Items listed in a dataset:

.....

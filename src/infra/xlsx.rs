//! Minimal SpreadsheetML writer: one sheet, shared strings, no styles.

use std::collections::{BTreeMap, HashMap};
use std::io::{Cursor, Write};

use quick_xml::Writer;
use quick_xml::events::{BytesDecl, BytesEnd, BytesStart, BytesText, Event};
use thiserror::Error;
use zip::write::SimpleFileOptions;
use zip::{CompressionMethod, ZipWriter};

use crate::application::export::{CellValue, PlacedCell};

pub const XLSX_MIME: &str = "application/vnd.openxmlformats-officedocument.spreadsheetml.sheet";
pub const SHEET_NAME: &str = "Sheet1";

const MAIN_NS: &str = "http://schemas.openxmlformats.org/spreadsheetml/2006/main";

const CONTENT_TYPES: &str = r#"<?xml version="1.0" encoding="UTF-8" standalone="yes"?>
<Types xmlns="http://schemas.openxmlformats.org/package/2006/content-types"><Default Extension="rels" ContentType="application/vnd.openxmlformats-package.relationships+xml"/><Default Extension="xml" ContentType="application/xml"/><Override PartName="/xl/workbook.xml" ContentType="application/vnd.openxmlformats-officedocument.spreadsheetml.sheet.main+xml"/><Override PartName="/xl/worksheets/sheet1.xml" ContentType="application/vnd.openxmlformats-officedocument.spreadsheetml.worksheet+xml"/><Override PartName="/xl/sharedStrings.xml" ContentType="application/vnd.openxmlformats-officedocument.spreadsheetml.sharedStrings+xml"/></Types>"#;

const ROOT_RELS: &str = r#"<?xml version="1.0" encoding="UTF-8" standalone="yes"?>
<Relationships xmlns="http://schemas.openxmlformats.org/package/2006/relationships"><Relationship Id="rId1" Type="http://schemas.openxmlformats.org/officeDocument/2006/relationships/officeDocument" Target="xl/workbook.xml"/></Relationships>"#;

const WORKBOOK: &str = r#"<?xml version="1.0" encoding="UTF-8" standalone="yes"?>
<workbook xmlns="http://schemas.openxmlformats.org/spreadsheetml/2006/main" xmlns:r="http://schemas.openxmlformats.org/officeDocument/2006/relationships"><sheets><sheet name="Sheet1" sheetId="1" r:id="rId1"/></sheets></workbook>"#;

const WORKBOOK_RELS: &str = r#"<?xml version="1.0" encoding="UTF-8" standalone="yes"?>
<Relationships xmlns="http://schemas.openxmlformats.org/package/2006/relationships"><Relationship Id="rId1" Type="http://schemas.openxmlformats.org/officeDocument/2006/relationships/worksheet" Target="worksheets/sheet1.xml"/><Relationship Id="rId2" Type="http://schemas.openxmlformats.org/officeDocument/2006/relationships/sharedStrings" Target="sharedStrings.xml"/></Relationships>"#;

#[derive(Debug, Error)]
pub enum WorkbookError {
    #[error("zip error: {0}")]
    Zip(#[from] zip::result::ZipError),
    #[error("xml error: {0}")]
    Xml(String),
    #[error(transparent)]
    Io(#[from] std::io::Error),
}

fn xml_error(err: impl std::fmt::Display) -> WorkbookError {
    WorkbookError::Xml(err.to_string())
}

/// Shared-strings table in first-use order.
#[derive(Default)]
struct SharedStrings {
    index: HashMap<String, usize>,
    values: Vec<String>,
}

impl SharedStrings {
    fn intern(&mut self, value: &str) -> usize {
        if let Some(&id) = self.index.get(value) {
            return id;
        }
        let id = self.values.len();
        self.values.push(value.to_string());
        self.index.insert(value.to_string(), id);
        id
    }
}

/// `1 -> A`, `27 -> AA`.
fn column_name(mut column: u32) -> String {
    let mut name = Vec::new();
    while column > 0 {
        let rem = (column - 1) % 26;
        name.push(b'A' + rem as u8);
        column = (column - 1) / 26;
    }
    name.reverse();
    String::from_utf8_lossy(&name).into_owned()
}

/// Serializes `cells` into an xlsx archive. Later cells overwrite earlier ones
/// at the same coordinates.
pub fn write_workbook(cells: &[PlacedCell]) -> Result<Vec<u8>, WorkbookError> {
    let mut grid: BTreeMap<u32, BTreeMap<u32, &CellValue>> = BTreeMap::new();
    for cell in cells {
        grid.entry(cell.row)
            .or_default()
            .insert(cell.column, &cell.value);
    }

    let mut strings = SharedStrings::default();
    let sheet = sheet_xml(&grid, &mut strings)?;
    let shared = shared_strings_xml(&strings)?;

    let mut zip = ZipWriter::new(Cursor::new(Vec::new()));
    let parts: [(&str, &[u8]); 6] = [
        ("[Content_Types].xml", CONTENT_TYPES.as_bytes()),
        ("_rels/.rels", ROOT_RELS.as_bytes()),
        ("xl/workbook.xml", WORKBOOK.as_bytes()),
        ("xl/_rels/workbook.xml.rels", WORKBOOK_RELS.as_bytes()),
        ("xl/worksheets/sheet1.xml", &sheet),
        ("xl/sharedStrings.xml", &shared),
    ];
    for (name, body) in parts {
        let options =
            SimpleFileOptions::default().compression_method(CompressionMethod::Deflated);
        zip.start_file(name, options)?;
        zip.write_all(body)?;
    }

    Ok(zip.finish()?.into_inner())
}

fn sheet_xml(
    grid: &BTreeMap<u32, BTreeMap<u32, &CellValue>>,
    strings: &mut SharedStrings,
) -> Result<Vec<u8>, WorkbookError> {
    let mut writer = Writer::new(Vec::new());
    writer
        .write_event(Event::Decl(BytesDecl::new("1.0", Some("UTF-8"), Some("yes"))))
        .map_err(xml_error)?;
    writer
        .write_event(Event::Start(
            BytesStart::new("worksheet").with_attributes([("xmlns", MAIN_NS)]),
        ))
        .map_err(xml_error)?;

    let last_row = grid.keys().next_back().copied();
    let last_column = grid
        .values()
        .filter_map(|columns| columns.keys().next_back().copied())
        .max();
    if let (Some(row), Some(column)) = (last_row, last_column) {
        let reference = format!("A1:{}{row}", column_name(column));
        writer
            .write_event(Event::Empty(
                BytesStart::new("dimension").with_attributes([("ref", reference.as_str())]),
            ))
            .map_err(xml_error)?;
    }

    writer
        .write_event(Event::Start(BytesStart::new("sheetData")))
        .map_err(xml_error)?;
    for (row, columns) in grid {
        let row_number = row.to_string();
        writer
            .write_event(Event::Start(
                BytesStart::new("row").with_attributes([("r", row_number.as_str())]),
            ))
            .map_err(xml_error)?;
        for (column, value) in columns {
            let reference = format!("{}{row}", column_name(*column));
            let mut cell = BytesStart::new("c");
            cell.push_attribute(("r", reference.as_str()));
            let content = match value {
                CellValue::Number(number) => number.to_string(),
                CellValue::Text(text) => {
                    cell.push_attribute(("t", "s"));
                    strings.intern(text).to_string()
                }
            };
            writer.write_event(Event::Start(cell)).map_err(xml_error)?;
            write_text_element(&mut writer, "v", &content, false)?;
            writer
                .write_event(Event::End(BytesEnd::new("c")))
                .map_err(xml_error)?;
        }
        writer
            .write_event(Event::End(BytesEnd::new("row")))
            .map_err(xml_error)?;
    }
    writer
        .write_event(Event::End(BytesEnd::new("sheetData")))
        .map_err(xml_error)?;
    writer
        .write_event(Event::End(BytesEnd::new("worksheet")))
        .map_err(xml_error)?;

    Ok(writer.into_inner())
}

fn shared_strings_xml(strings: &SharedStrings) -> Result<Vec<u8>, WorkbookError> {
    let mut writer = Writer::new(Vec::new());
    let count = strings.values.len().to_string();
    writer
        .write_event(Event::Decl(BytesDecl::new("1.0", Some("UTF-8"), Some("yes"))))
        .map_err(xml_error)?;
    writer
        .write_event(Event::Start(BytesStart::new("sst").with_attributes([
            ("xmlns", MAIN_NS),
            ("count", count.as_str()),
            ("uniqueCount", count.as_str()),
        ])))
        .map_err(xml_error)?;
    for value in &strings.values {
        writer
            .write_event(Event::Start(BytesStart::new("si")))
            .map_err(xml_error)?;
        let preserve = value.trim() != value;
        write_text_element(&mut writer, "t", value, preserve)?;
        writer
            .write_event(Event::End(BytesEnd::new("si")))
            .map_err(xml_error)?;
    }
    writer
        .write_event(Event::End(BytesEnd::new("sst")))
        .map_err(xml_error)?;

    Ok(writer.into_inner())
}

fn write_text_element(
    writer: &mut Writer<Vec<u8>>,
    name: &str,
    text: &str,
    preserve_space: bool,
) -> Result<(), WorkbookError> {
    let mut start = BytesStart::new(name);
    if preserve_space {
        start.push_attribute(("xml:space", "preserve"));
    }
    writer.write_event(Event::Start(start)).map_err(xml_error)?;
    writer
        .write_event(Event::Text(BytesText::new(text)))
        .map_err(xml_error)?;
    writer
        .write_event(Event::End(BytesEnd::new(name)))
        .map_err(xml_error)?;
    Ok(())
}

#[cfg(test)]
mod tests {
    use calamine::{Data, Reader, Xlsx, open_workbook_from_rs};

    use super::*;

    fn text(row: u32, column: u32, value: &str) -> PlacedCell {
        PlacedCell {
            row,
            column,
            value: CellValue::Text(value.to_string()),
        }
    }

    #[test]
    fn column_names_roll_over() {
        assert_eq!(column_name(1), "A");
        assert_eq!(column_name(6), "F");
        assert_eq!(column_name(26), "Z");
        assert_eq!(column_name(27), "AA");
        assert_eq!(column_name(703), "AAA");
    }

    #[test]
    fn workbook_reads_back_with_calamine() {
        let cells = vec![
            PlacedCell {
                row: 1,
                column: 1,
                value: CellValue::Number(1),
            },
            text(1, 2, "Fish & <Chips>"),
            text(3, 4, " padded "),
            text(3, 6, "9.99"),
            text(3, 4, "Soup"),
            text(4, 4, "Soup"),
        ];

        let bytes = write_workbook(&cells).unwrap();
        let mut workbook: Xlsx<_> = open_workbook_from_rs(Cursor::new(bytes)).unwrap();
        let range = workbook.worksheet_range(SHEET_NAME).unwrap();

        assert_eq!(range.get_value((0, 0)), Some(&Data::Float(1.0)));
        assert_eq!(
            range.get_value((0, 1)).map(|v| v.to_string()).as_deref(),
            Some("Fish & <Chips>")
        );
        assert_eq!(
            range.get_value((2, 3)).map(|v| v.to_string()).as_deref(),
            Some("Soup")
        );
        assert_eq!(
            range.get_value((2, 5)).map(|v| v.to_string()).as_deref(),
            Some("9.99")
        );
        assert_eq!(
            range.get_value((3, 3)).map(|v| v.to_string()).as_deref(),
            Some("Soup")
        );
        assert_eq!(range.get_value((1, 0)), Some(&Data::Empty));
    }

    #[test]
    fn empty_sheet_is_still_a_valid_workbook() {
        let bytes = write_workbook(&[]).unwrap();
        let mut workbook: Xlsx<_> = open_workbook_from_rs(Cursor::new(bytes)).unwrap();
        let range = workbook.worksheet_range(SHEET_NAME).unwrap();
        assert!(range.is_empty());
    }
}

.....

**Directions**
Using the records above, repeat exactly the lines from the first one through the line with "const WORKBOOK: &str".

**Solution to the problem**
filename src/infra/xlsx.rs
//! Minimal SpreadsheetML writer: one sheet, shared strings, no styles.

use std::collections::{BTreeMap, HashMap};
use std::io::{Cursor, Write};

use quick_xml::Writer;
use quick_xml::events::{BytesDecl, BytesEnd, BytesStart, BytesText, Event};
use thiserror::Error;
use zip::write::SimpleFileOptions;
use zip::{CompressionMethod, ZipWriter};

use crate::application::export::{CellValue, PlacedCell};

pub const XLSX_MIME: &str = "application/vnd.openxmlformats-officedocument.spreadsheetml.sheet";
pub const SHEET_NAME: &str = "Sheet1";

const MAIN_NS: &str = "http://schemas.openxmlformats.org/spreadsheetml/2006/main";

const CONTENT_TYPES: &str = r#"<?xml version="1.0" encoding="UTF-8" standalone="yes"?>
<Types xmlns="http://schemas.openxmlformats.org/package/2006/content-types"><Default Extension="rels" ContentType="application/vnd.openxmlformats-package.relationships+xml"/><Default Extension="xml" ContentType="application/xml"/><Override PartName="/xl/workbook.xml" ContentType="application/vnd.openxmlformats-officedocument.spreadsheetml.sheet.main+xml"/><Override PartName="/xl/worksheets/sheet1.xml" ContentType="application/vnd.openxmlformats-officedocument.spreadsheetml.worksheet+xml"/><Override PartName="/xl/sharedStrings.xml" ContentType="application/vnd.openxmlformats-officedocument.spreadsheetml.sharedStrings+xml"/></Types>"#;

const ROOT_RELS: &str = r#"<?xml version="1.0" encoding="UTF-8" standalone="yes"?>
<Relationships xmlns="http://schemas.openxmlformats.org/package/2006/relationships"><Relationship Id="rId1" Type="http://schemas.openxmlformats.org/officeDocument/2006/relationships/officeDocument" Target="xl/workbook.xml"/></Relationships>"#;

const WORKBOOK: &str = r#"<?xml version="1.0" encoding="UTF-8" standalone="yes"?>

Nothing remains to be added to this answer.